#### What this task involves
Where the line with "evaluation interval must" appears below, start writing out lines exactly, and finish with the line with "if config.tracing.max_traces == 0", which is included; write out nothing else.

[Stored items]
****************************************

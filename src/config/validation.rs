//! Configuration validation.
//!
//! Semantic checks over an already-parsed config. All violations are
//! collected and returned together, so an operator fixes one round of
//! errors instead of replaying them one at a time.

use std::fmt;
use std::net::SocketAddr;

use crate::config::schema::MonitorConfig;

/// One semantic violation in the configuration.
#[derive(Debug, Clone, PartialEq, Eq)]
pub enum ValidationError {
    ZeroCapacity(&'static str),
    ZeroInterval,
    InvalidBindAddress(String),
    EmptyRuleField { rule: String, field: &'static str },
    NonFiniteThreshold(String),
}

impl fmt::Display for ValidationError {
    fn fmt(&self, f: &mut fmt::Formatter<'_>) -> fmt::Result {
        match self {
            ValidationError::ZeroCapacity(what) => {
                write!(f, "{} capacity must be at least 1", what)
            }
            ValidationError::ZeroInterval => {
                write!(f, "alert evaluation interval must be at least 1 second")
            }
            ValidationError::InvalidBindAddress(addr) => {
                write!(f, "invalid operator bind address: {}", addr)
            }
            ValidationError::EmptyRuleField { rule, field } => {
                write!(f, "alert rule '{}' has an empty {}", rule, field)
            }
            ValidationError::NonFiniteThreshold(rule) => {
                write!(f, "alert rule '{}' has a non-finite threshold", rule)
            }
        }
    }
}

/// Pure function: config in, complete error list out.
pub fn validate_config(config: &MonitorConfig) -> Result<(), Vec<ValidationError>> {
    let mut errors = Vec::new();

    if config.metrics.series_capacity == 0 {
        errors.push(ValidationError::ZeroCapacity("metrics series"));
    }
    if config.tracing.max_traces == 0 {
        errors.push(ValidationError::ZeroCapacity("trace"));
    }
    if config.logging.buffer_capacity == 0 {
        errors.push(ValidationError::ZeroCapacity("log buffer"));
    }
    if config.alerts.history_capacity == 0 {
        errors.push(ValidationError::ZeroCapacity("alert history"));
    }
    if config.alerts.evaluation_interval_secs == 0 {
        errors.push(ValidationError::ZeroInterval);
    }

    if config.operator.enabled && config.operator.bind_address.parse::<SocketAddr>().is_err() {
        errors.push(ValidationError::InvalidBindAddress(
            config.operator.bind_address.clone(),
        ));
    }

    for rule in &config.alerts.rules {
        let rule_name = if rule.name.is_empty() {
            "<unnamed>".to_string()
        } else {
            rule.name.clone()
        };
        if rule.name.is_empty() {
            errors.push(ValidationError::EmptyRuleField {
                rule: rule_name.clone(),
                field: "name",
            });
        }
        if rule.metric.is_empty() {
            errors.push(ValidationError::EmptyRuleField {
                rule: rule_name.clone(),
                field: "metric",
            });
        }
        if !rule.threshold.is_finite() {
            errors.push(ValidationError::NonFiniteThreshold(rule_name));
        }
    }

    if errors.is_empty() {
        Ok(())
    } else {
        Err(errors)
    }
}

****************************************

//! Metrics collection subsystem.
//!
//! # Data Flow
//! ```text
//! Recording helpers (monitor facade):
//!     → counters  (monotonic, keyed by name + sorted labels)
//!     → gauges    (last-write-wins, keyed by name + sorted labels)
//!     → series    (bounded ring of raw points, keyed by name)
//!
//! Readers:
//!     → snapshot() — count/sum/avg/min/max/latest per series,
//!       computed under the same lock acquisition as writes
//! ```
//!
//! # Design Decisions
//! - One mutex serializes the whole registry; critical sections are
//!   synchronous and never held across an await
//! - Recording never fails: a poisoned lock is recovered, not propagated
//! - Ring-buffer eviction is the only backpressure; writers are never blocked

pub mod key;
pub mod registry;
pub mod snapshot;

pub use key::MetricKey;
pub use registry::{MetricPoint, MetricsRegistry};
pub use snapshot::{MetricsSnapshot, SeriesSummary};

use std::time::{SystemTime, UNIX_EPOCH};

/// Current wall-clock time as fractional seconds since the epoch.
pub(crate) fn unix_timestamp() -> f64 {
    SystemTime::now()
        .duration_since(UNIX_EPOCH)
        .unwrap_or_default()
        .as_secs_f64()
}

****************************************

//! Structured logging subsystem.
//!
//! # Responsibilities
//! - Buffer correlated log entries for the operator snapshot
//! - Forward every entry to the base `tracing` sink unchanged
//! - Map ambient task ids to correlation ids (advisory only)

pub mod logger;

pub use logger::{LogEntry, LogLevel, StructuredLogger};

****************************************

#### Solution for this task
                write!(f, "alert evaluation interval must be at least 1 second")
            }
            ValidationError::InvalidBindAddress(addr) => {
                write!(f, "invalid operator bind address: {}", addr)
            }
            ValidationError::EmptyRuleField { rule, field } => {
                write!(f, "alert rule '{}' has an empty {}", rule, field)
            }
            ValidationError::NonFiniteThreshold(rule) => {
                write!(f, "alert rule '{}' has a non-finite threshold", rule)
            }
        }
    }
}

/// Pure function: config in, complete error list out.
pub fn validate_config(config: &MonitorConfig) -> Result<(), Vec<ValidationError>> {
    let mut errors = Vec::new();

    if config.metrics.series_capacity == 0 {
        errors.push(ValidationError::ZeroCapacity("metrics series"));
    }
    if config.tracing.max_traces == 0 {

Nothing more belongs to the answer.